Zade tiene esa manera de mirar que desarma cualquier frase.
Es preciso, directo, meticuloso.
Nunca levanta la voz, pero basta una de sus pausas para que todos se enderecen en sus sillas.
A veces me habla como si confiara plenamente en mí.
Otras, como si fuera una variable que aún no logra descifrar.
Y esa ambigüedad me consume.
—Buen trabajo con el artículo de portada —me dijo ayer, mientras revisábamos la diagramación.
—Gracias —respondí, intentando que mi voz no temblara.
—Aunque podrías reducir la introducción. La emoción está bien, pero el ritmo sufre.
—Siempre dices eso.
—Porque siempre es cierto.
Esa fue nuestra versión de una conversación normal: una especie de danza entre elogio y corrección, entre distancia y cercanía.
Y, por extraño que parezca, empiezo a entenderlo.
Hoy, la oficina está más silenciosa que de costumbre.
La lluvia golpea los ventanales y el aroma a tinta y café recién hecho llena el aire.
Me recuesto en la silla, revisando los correos atrasados.
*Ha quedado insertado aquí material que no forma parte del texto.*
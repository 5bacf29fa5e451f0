//! Keypoint detection / description interface.
//!
//! The concrete detector and descriptor families live behind
//! [`FeatureExtractor`]; they are chosen once from configuration through
//! [`DetectorKind`] and [`DescriptorKind`].

use std::fmt;

use anyhow::{Result, bail};
use serde::{Deserialize, Serialize};

use crate::tracking::frame::types::Keypoint;

/// Descriptor rows, one per keypoint.
#[derive(Debug, Clone, PartialEq)]
pub enum Descriptors {
    /// Bit-string descriptors compared by Hamming distance (BRISK, BRIEF, ORB, FREAK, AKAZE).
    Binary(Vec<Vec<u8>>),
    /// Real-valued descriptors (SIFT).
    Float(Vec<Vec<f32>>),
}

impl Descriptors {
    pub fn len(&self) -> usize {
        match self {
            Descriptors::Binary(rows) => rows.len(),
            Descriptors::Float(rows) => rows.len(),
        }
    }

    pub fn is_empty(&self) -> bool {
        self.len() == 0
    }

    pub fn is_binary(&self) -> bool {
        matches!(self, Descriptors::Binary(_))
    }
}

impl Default for Descriptors {
    fn default() -> Self {
        Descriptors::Binary(Vec::new())
    }
}

/// Keypoints of one image together with their descriptors.
#[derive(Debug, Clone, Default)]
pub struct FeatureSet {
    pub keypoints: Vec<Keypoint>,
    pub descriptors: Descriptors,
}

/// Keypoint detector + descriptor extractor for one image type.
pub trait FeatureExtractor {
    type Image: ?Sized;

    fn detect(&mut self, image: &Self::Image) -> Result<Vec<Keypoint>>;

    /// Compute descriptors for `keypoints`. Implementations may drop
    /// keypoints for which no descriptor can be computed (e.g. too close to
    /// the border), so the list is updated in place to stay row-aligned.
    fn describe(
        &mut self,
        image: &Self::Image,
        keypoints: &mut Vec<Keypoint>,
    ) -> Result<Descriptors>;

    fn extract(&mut self, image: &Self::Image) -> Result<FeatureSet> {
        let mut keypoints = self.detect(image)?;
        let descriptors = self.describe(image, &mut keypoints)?;
        Ok(FeatureSet {
            keypoints,
            descriptors,
        })
    }
}

#[derive(Debug, Clone, Copy, PartialEq, Eq, Serialize, Deserialize)]
pub enum DetectorKind {
    #[serde(rename = "SHITOMASI")]
    ShiTomasi,
    #[serde(rename = "HARRIS")]
    Harris,
    #[serde(rename = "FAST")]
    Fast,
    #[serde(rename = "BRISK")]
    Brisk,
    #[serde(rename = "ORB")]
    Orb,
    #[serde(rename = "AKAZE")]
    Akaze,
    #[serde(rename = "SIFT")]
    Sift,
}

impl DetectorKind {
    pub fn name(self) -> &'static str {
        match self {
            DetectorKind::ShiTomasi => "SHITOMASI",
            DetectorKind::Harris => "HARRIS",
            DetectorKind::Fast => "FAST",
            DetectorKind::Brisk => "BRISK",
            DetectorKind::Orb => "ORB",
            DetectorKind::Akaze => "AKAZE",
            DetectorKind::Sift => "SIFT",
        }
    }
}

impl fmt::Display for DetectorKind {
    fn fmt(&self, f: &mut fmt::Formatter<'_>) -> fmt::Result {
        f.write_str(self.name())
    }
}

#[derive(Debug, Clone, Copy, PartialEq, Eq, Serialize, Deserialize)]
pub enum DescriptorKind {
    #[serde(rename = "BRISK")]
    Brisk,
    #[serde(rename = "BRIEF")]
    Brief,
    #[serde(rename = "ORB")]
    Orb,
    #[serde(rename = "FREAK")]
    Freak,
    #[serde(rename = "AKAZE")]
    Akaze,
    #[serde(rename = "SIFT")]
    Sift,
}

impl DescriptorKind {
    pub fn name(self) -> &'static str {
        match self {
            DescriptorKind::Brisk => "BRISK",
            DescriptorKind::Brief => "BRIEF",
            DescriptorKind::Orb => "ORB",
            DescriptorKind::Freak => "FREAK",
            DescriptorKind::Akaze => "AKAZE",
            DescriptorKind::Sift => "SIFT",
        }
    }

    /// Whether the descriptor is a bit string (Hamming norm).
    pub fn is_binary(self) -> bool {
        !matches!(self, DescriptorKind::Sift)
    }
}

impl fmt::Display for DescriptorKind {
    fn fmt(&self, f: &mut fmt::Formatter<'_>) -> fmt::Result {
        f.write_str(self.name())
    }
}

/// Reject detector/descriptor pairs that cannot work together.
pub fn validate_combination(detector: DetectorKind, descriptor: DescriptorKind) -> Result<()> {
    // AKAZE descriptors need the class_id/octave layout of AKAZE keypoints.
    if descriptor == DescriptorKind::Akaze && detector != DetectorKind::Akaze {
        bail!(
            "AKAZE descriptors require AKAZE keypoints (got {} keypoints)",
            detector
        );
    }
    Ok(())
}
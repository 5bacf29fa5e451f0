//! Region proposal interface (object detector output).

use anyhow::Result;

use crate::tracking::frame::types::Region;

/// Supplies the detection regions of a frame. Region ids must be unique
/// within one frame.
pub trait RegionProposer {
    fn propose(&mut self, frame_index: usize) -> Result<Vec<Region>>;
}
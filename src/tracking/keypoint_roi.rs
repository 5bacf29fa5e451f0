//! Association of keypoint matches with a single region.

use nalgebra::{Point2, Vector2};
use tracing::debug;

use crate::geometry::Roi;
use crate::tracking::frame::{Correspondence, Keypoint, Region};

/// Matches farther from the in-box centroid than `OUTLIER_SIGMA` times the
/// spread are rejected.
pub const OUTLIER_SIGMA: f64 = 1.0;

/// Select the matches whose current keypoint lies in `roi`, then drop the
/// spatial outliers among them.
///
/// The spread is the root mean squared distance of the in-box current
/// keypoints to their centroid. The retention test is inclusive, so a single
/// in-box match (spread 0, distance 0) survives.
pub fn cluster_kpt_matches_with_roi(
    roi: &Roi,
    kpts_curr: &[Keypoint],
    kpt_matches: &[Correspondence],
) -> Vec<Correspondence> {
    let inbox: Vec<(Correspondence, Point2<f64>)> = kpt_matches
        .iter()
        .filter_map(|m| {
            let pt = kpts_curr.get(m.curr_idx)?.pt;
            roi.contains(&pt).then_some((*m, pt))
        })
        .collect();

    if inbox.is_empty() {
        return Vec::new();
    }

    let n = inbox.len() as f64;
    let sum = inbox
        .iter()
        .fold(Vector2::zeros(), |acc, (_, pt)| acc + pt.coords);
    let center = Point2::from(sum / n);

    let variance = inbox
        .iter()
        .map(|(_, pt)| (*pt - center).norm_squared())
        .sum::<f64>()
        / n;
    let spread = variance.sqrt();
    let threshold = spread * OUTLIER_SIGMA;

    let filtered: Vec<Correspondence> = inbox
        .iter()
        .filter(|(_, pt)| (*pt - center).norm() <= threshold)
        .map(|(m, _)| *m)
        .collect();

    debug!(
        "keypoint clustering: {} in box, {} kept (spread {:.1} px)",
        inbox.len(),
        filtered.len(),
        spread
    );

    filtered
}

/// Replace the region's keypoint matches with the clustered subset.
pub fn assign_kpt_matches(
    region: &mut Region,
    kpts_curr: &[Keypoint],
    kpt_matches: &[Correspondence],
) {
    region.kpt_matches = cluster_kpt_matches_with_roi(&region.roi, kpts_curr, kpt_matches);
}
Una notificación parpadea:
“Reunión con Morgan — Sala 2, 10:00 a.m.”
Respiro hondo.
Una parte de mí aún se tensa cada vez que leo su nombre.
Cuando entro en la sala, él ya está ahí.
Chaqueta oscura, camisa blanca, manos apoyadas en la mesa, mirada fija en la pantalla.
La misma imagen que podría describir con los ojos cerrados.
—Audrey —dice sin levantar la vista.
—Morgan.
—¿Cómo va la sección de cultura?
—Avanzando. Marianne está trabajando con un nuevo equipo de colaboradores.
—Bien. Confío en tu criterio.
La palabra “confío” me golpea más de lo que debería.
Habla durante un rato sobre proyectos, cifras, estrategias.
Yo asiento, tomo notas, me concentro.
Pero en los silencios… siento su mirada.
Esa que no busca nada, pero lo dice todo.
Como si intentara descifrar algo que ni yo entiendo.
Y lo peor es que no es solo él.
Yo también lo miro.
Demasiado.
Hay algo en su forma de pensar, de ordenar el caos, de ver más allá de lo que los demás notan, que me atrae y me asusta a partes iguales.
Y, a veces, creo que él lo sabe.
—★‹🌺›★—
La reunión termina.
Recojo mis papeles, dispuesta a irme.
Pero su voz me detiene.
—Audrey.
Me giro.
—Sí.
—¿Estás durmiendo lo suficiente?
Me quedo en blanco.
—¿Perdón?
—Tienes ojeras. No estoy criticando —dice con calma—. Solo lo noté.
—Estoy bien —miento.
—Bien —responde, pero sus ojos dicen otra cosa.
Salgo antes de que mi pulso me traicione.
En el ascensor, mi reflejo me devuelve una imagen que ya no reconozco del todo.
La chica torpe y temblorosa del primer día se quedó atrás, pero no sé si lo que vino después es mejor.
Ahora tengo poder, respeto, una oficina que huele a café y logro.
Y, aun así, algo me falta.
No sé si es descanso.
No sé si es paz.
O si, en el fondo, lo que me falta es él.
No de la manera en que todos creen.
Sino de esa forma inexplicable en la que alguien te ve y, por un segundo, dejas de sentirte invisible.
A veces pienso que todo este mes ha sido eso:
una serie de miradas fugaces entre dos personas que no deberían mirarse.
Un tira y afloja donde ninguno gana,
pero ninguno se aleja tampoco.
Y aunque no lo admita en voz alta…
me da miedo el día en que uno de los dos decida soltar.